(WHAT NEEDS TO BE DONE):
Your answer should consist solely of the lines from the first line of the data through the line with "Fixed per status.", each reproduced exactly.

(THE DATA):
//! Entities, status effects and the damage ledger.
//!
//! The arena owns every [`Entity`]. Cross references (the applier of a status,
//! the source of a damage record) are [`EntityId`] lookups and never keep the
//! referenced entity alive.

use serde::{Deserialize, Serialize};
use std::collections::BTreeMap;
use std::sync::Arc;

use crate::action::{ActionEffect, ActionId};
use crate::arena::Millis;
use crate::formula::{DamageDistribution, DamageKind};

#[derive(Debug, Clone, Copy, PartialEq, Eq, PartialOrd, Ord, Hash, Serialize, Deserialize)]
pub struct EntityId(pub usize);

#[derive(Debug, Clone, Copy, PartialEq, Eq, PartialOrd, Ord, Hash, Serialize, Deserialize)]
pub struct StatusId(pub u32);

/// When a status delivers its periodic effect.
#[derive(Debug, Clone, Copy, PartialEq, Eq, Default, Serialize, Deserialize)]
#[serde(tag = "mode", rename_all = "snake_case")]
pub enum TickMode {
    #[default]
    None,
    Interval { interval_ms: Millis },
    ServerTick,
}

/// What re-applying an active status does. Fixed per status.
#[derive(Debug, Clone, Copy, PartialEq, Eq, Default, Serialize, Deserialize)]
#[serde(rename_all = "snake_case")]
pub enum RefreshPolicy {
    /// Expiry resets to `now + duration`.
    #[default]
    Refresh,
    /// Duration is added to the remaining time, capped at the max duration.
    Extend,
    /// Stack count increments up to the cap; expiry is untouched.
    Stack,
}

/// A timer a speed modifier can shorten.
#[derive(Debug, Clone, Copy, PartialEq, Eq, Serialize, Deserialize)]
#[serde(rename_all = "snake_case")]
pub enum SpeedTimer {
    Cast,
    Recast,
    AutoAttack,
}

/// Set of timers scaled by a status's `speed_multiplier`.
///
/// Written as a list in config, e.g. `speed_scope: [recast, auto_attack]`.
#[derive(Debug, Clone, Copy, PartialEq, Eq, Serialize, Deserialize)]
#[serde(from = "Vec<SpeedTimer>", into = "Vec<SpeedTimer>")]
pub struct SpeedScope {
    pub cast: bool,
    pub recast: bool,
    pub auto_attack: bool,
}

impl SpeedScope {
    pub fn covers(&self, timer: SpeedTimer) -> bool {
        match timer {
            SpeedTimer::Cast => self.cast,
            SpeedTimer::Recast => self.recast,
            SpeedTimer::AutoAttack => self.auto_attack,
        }
    }
}

impl Default for SpeedScope {
    fn default() -> Self {
        Self {
            cast: true,
            recast: true,
            auto_attack: false,
        }
    }
}

impl From<Vec<SpeedTimer>> for SpeedScope {
    fn from(timers: Vec<SpeedTimer>) -> Self {
        Self {
            cast: timers.contains(&SpeedTimer::Cast),
            recast: timers.contains(&SpeedTimer::Recast),
            auto_attack: timers.contains(&SpeedTimer::AutoAttack),
        }
    }
}

impl From<SpeedScope> for Vec<SpeedTimer> {
    fn from(scope: SpeedScope) -> Self {
        [SpeedTimer::Cast, SpeedTimer::Recast, SpeedTimer::AutoAttack]
            .into_iter()
            .filter(|t| scope.covers(*t))
            .collect()
    }
}

#[derive(Debug, Clone, Copy, PartialEq, Serialize, Deserialize)]
#[serde(default)]
pub struct StatusModifiers {
    pub damage_multiplier: f64,
    pub damage_taken_multiplier: f64,
    pub crit_rate_bonus: f64,
    pub direct_hit_rate_bonus: f64,
    /// Multiplies the timers in `speed_scope`; `0.87` is a 13% haste.
    pub speed_multiplier: f64,
    pub speed_scope: SpeedScope,
    /// Fraction of the holder's main stat added while active (tinctures).
    pub main_stat_bonus: f64,
    /// Cap on the points `main_stat_bonus` adds; uncapped when absent.
    pub main_stat_bonus_max: Option<f64>,
}

impl StatusModifiers {
    /// Main stat points this status adds to a holder with `main_stat`.
    pub fn main_stat_points(&self, main_stat: f64) -> f64 {
        let points = (main_stat * self.main_stat_bonus).floor().max(0.0);
        self.main_stat_bonus_max.map_or(points, |cap| points.min(cap))
    }
}

impl Default for StatusModifiers {
    fn default() -> Self {
        Self {
            damage_multiplier: 1.0,
            damage_taken_multiplier: 1.0,
            crit_rate_bonus: 0.0,
            direct_hit_rate_bonus: 0.0,
            speed_multiplier: 1.0,
            speed_scope: SpeedScope::default(),
            main_stat_bonus: 0.0,
            main_stat_bonus_max: None,
        }
    }
}

/// Registered definition of a status effect.
#[derive(Clone)]
pub struct StatusSpec {
    pub id: StatusId,
    pub name: String,
    pub duration_ms: Millis,
    pub max_duration_ms: Millis,
    pub max_stacks: u32,
    pub tick: TickMode,
    pub refresh: RefreshPolicy,
    pub per_source: bool,
    pub modifiers: StatusModifiers,
    /// Potency of each tick, snapshotted at application.
    pub tick_potency: f64,
    /// Extra callback run on every tick with the applier as caster.
    pub on_tick: Option<Arc<dyn ActionEffect>>,
}

impl std::fmt::Debug for StatusSpec {
    fn fmt(&self, f: &mut std::fmt::Formatter<'_>) -> std::fmt::Result {
        f.debug_struct("StatusSpec")
            .field("id", &self.id)
            .field("name", &self.name)
            .field("duration_ms", &self.duration_ms)
            .field("tick", &self.tick)
            .field("refresh", &self.refresh)
            .finish_non_exhaustive()
    }
}

impl StatusSpec {
    pub fn new(id: StatusId, name: impl Into<String>, duration_ms: Millis) -> Self {
        Self {
            id,
            name: name.into(),
            duration_ms,
            max_duration_ms: duration_ms,
            max_stacks: 1,
            tick: TickMode::None,
            refresh: RefreshPolicy::Refresh,
            per_source: false,
            modifiers: StatusModifiers::default(),
            tick_potency: 0.0,
            on_tick: None,
        }
    }

    pub fn key(&self, source: EntityId) -> StatusKey {
        StatusKey {
            id: self.id,
            source: self.per_source.then_some(source),
        }
    }

    pub fn deals_tick_damage(&self) -> bool {
        self.tick_potency > 0.0 && self.tick != TickMode::None
    }
}

/// Identity of an active status on its holder.
#[derive(Debug, Clone, Copy, PartialEq, Eq, PartialOrd, Ord, Hash)]
pub struct StatusKey {
    pub id: StatusId,
    pub source: Option<EntityId>,
}

#[derive(Debug, Clone, PartialEq)]
pub struct StatusInstance {
    pub applied_at: Millis,
    pub expires_at: Millis,
    pub stacks: u32,
    /// Applier, lookup only.
    pub source: EntityId,
    /// Reassigned whenever the expiry moves; stale expiry events carry an older value.
    pub expiry_gen: u64,
    pub next_tick_at: Option<Millis>,
    pub snapshot: Option<DamageDistribution>,
}

impl StatusInstance {
    pub fn remaining(&self, now: Millis) -> Millis {
        (self.expires_at - now).max(0)
    }
}

/// Active statuses of one entity, ordered by key for deterministic iteration.
#[derive(Debug, Clone, Default)]
pub struct StatusSet {
    active: BTreeMap<StatusKey, StatusInstance>,
}

impl StatusSet {
    pub fn get(&self, key: &StatusKey) -> Option<&StatusInstance> {
        self.active.get(key)
    }

    pub fn get_mut(&mut self, key: &StatusKey) -> Option<&mut StatusInstance> {
        self.active.get_mut(key)
    }

    pub fn insert(&mut self, key: StatusKey, instance: StatusInstance) {
        self.active.insert(key, instance);
    }

    pub fn remove(&mut self, key: &StatusKey) -> Option<StatusInstance> {
        self.active.remove(key)
    }

    /// Finds `id` applied by `source`, falling back to an unsourced instance.
    pub fn lookup(&self, id: StatusId, source: EntityId) -> Option<&StatusInstance> {
        self.active
            .get(&StatusKey { id, source: Some(source) })
            .or_else(|| self.active.get(&StatusKey { id, source: None }))
    }

    pub fn has(&self, id: StatusId) -> bool {
        self.active.keys().any(|k| k.id == id)
    }

    pub fn iter(&self) -> impl Iterator<Item = (&StatusKey, &StatusInstance)> {
        self.active.iter()
    }

    pub fn keys(&self) -> Vec<StatusKey> {
        self.active.keys().copied().collect()
    }

    pub fn len(&self) -> usize {
        self.active.len()
    }

    pub fn is_empty(&self) -> bool {
        self.active.is_empty()
    }
}

#[derive(Debug, Clone, Copy, PartialEq, Eq, Serialize, Deserialize)]
#[serde(rename_all = "snake_case")]
pub enum EntityKind {
    Player,
    Target,
}

#[derive(Debug, Clone, Copy, PartialEq, Serialize, Deserialize)]
pub struct HpPool {
    pub max: f64,
    pub current: f64,
}

#[derive(Debug, Clone)]
pub struct Entity {
    pub id: EntityId,
    pub name: String,
    pub kind: EntityKind,
    pub statuses: StatusSet,
    pub hp: Option<HpPool>,
    /// Present on damage-taking entities only.
    pub ledger: Option<DamageLedger>,
}

impl Entity {
    pub fn player(id: EntityId, name: impl Into<String>) -> Self {
        Self {
            id,
            name: name.into(),
            kind: EntityKind::Player,
            statuses: StatusSet::default(),
            hp: None,
            ledger: None,
        }
    }

    pub fn target(id: EntityId, name: impl Into<String>, hp: Option<f64>) -> Self {
        Self {
            id,
            name: name.into(),
            kind: EntityKind::Target,
            statuses: StatusSet::default(),
            hp: hp.map(|max| HpPool { max, current: max }),
            ledger: Some(DamageLedger::default()),
        }
    }

    pub fn is_depleted(&self) -> bool {
        matches!(self.hp, Some(pool) if pool.current <= 0.0)
    }
}

/// One damage-dealing resolution.
#[derive(Debug, Clone, PartialEq, Serialize, Deserialize)]
pub struct DamageRecord {
    /// Fight-wide sequence number in event order.
    pub index: usize,
    pub timestamp: Millis,
    #[serde(rename = "ability_label")]
    pub label: String,
    pub mean: f64,
    pub stddev: f64,
    #[serde(skip_serializing_if = "Option::is_none", default)]
    pub action: Option<ActionId>,
    pub source: EntityId,
    pub target: EntityId,
    pub kind: DamageKind,
}

/// Append-only damage log.
#[derive(Debug, Clone, Default, PartialEq, Serialize, Deserialize)]
#[serde(transparent)]
pub struct DamageLedger {
    records: Vec<DamageRecord>,
}

impl DamageLedger {
    pub fn push(&mut self, record: DamageRecord) {
        self.records.push(record);
    }

    pub fn records(&self) -> &[DamageRecord] {
        &self.records
    }

    pub fn len(&self) -> usize {
        self.records.len()
    }

    pub fn is_empty(&self) -> bool {
        self.records.is_empty()
    }

    pub fn total_mean(&self) -> f64 {
        self.records.iter().map(|r| r.mean).sum()
    }

    pub fn total_variance(&self) -> f64 {
        self.records.iter().map(|r| r.stddev * r.stddev).sum()
    }

    /// Merges several ledgers back into fight-wide event order.
    pub fn merged<'a>(ledgers: impl IntoIterator<Item = &'a DamageLedger>) -> DamageLedger {
        let mut records: Vec<DamageRecord> = ledgers
            .into_iter()
            .flat_map(|l| l.records.iter().cloned())
            .collect();
        records.sort_by_key(|r| r.index);
        DamageLedger { records }
    }

    /// Total mean damage per label, in first-seen order.
    pub fn breakdown(&self) -> Vec<(String, usize, f64)> {
        let mut rows: Vec<(String, usize, f64)> = Vec::new();
        for record in &self.records {
            match rows.iter_mut().find(|(label, _, _)| *label == record.label) {
                Some(row) => {
                    row.1 += 1;
                    row.2 += record.mean;
                }
                None => rows.push((record.label.clone(), 1, record.mean)),
            }
        }
        rows
    }
}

(SOLVED EXERCISE):
//! Entities, status effects and the damage ledger.
//!
//! The arena owns every [`Entity`]. Cross references (the applier of a status,
//! the source of a damage record) are [`EntityId`] lookups and never keep the
//! referenced entity alive.

use serde::{Deserialize, Serialize};
use std::collections::BTreeMap;
use std::sync::Arc;

use crate::action::{ActionEffect, ActionId};
use crate::arena::Millis;
use crate::formula::{DamageDistribution, DamageKind};

#[derive(Debug, Clone, Copy, PartialEq, Eq, PartialOrd, Ord, Hash, Serialize, Deserialize)]
pub struct EntityId(pub usize);

#[derive(Debug, Clone, Copy, PartialEq, Eq, PartialOrd, Ord, Hash, Serialize, Deserialize)]
pub struct StatusId(pub u32);

/// When a status delivers its periodic effect.
#[derive(Debug, Clone, Copy, PartialEq, Eq, Default, Serialize, Deserialize)]
#[serde(tag = "mode", rename_all = "snake_case")]
pub enum TickMode {
    #[default]
    None,
    Interval { interval_ms: Millis },
    ServerTick,
}

/// What re-applying an active status does. Fixed per status.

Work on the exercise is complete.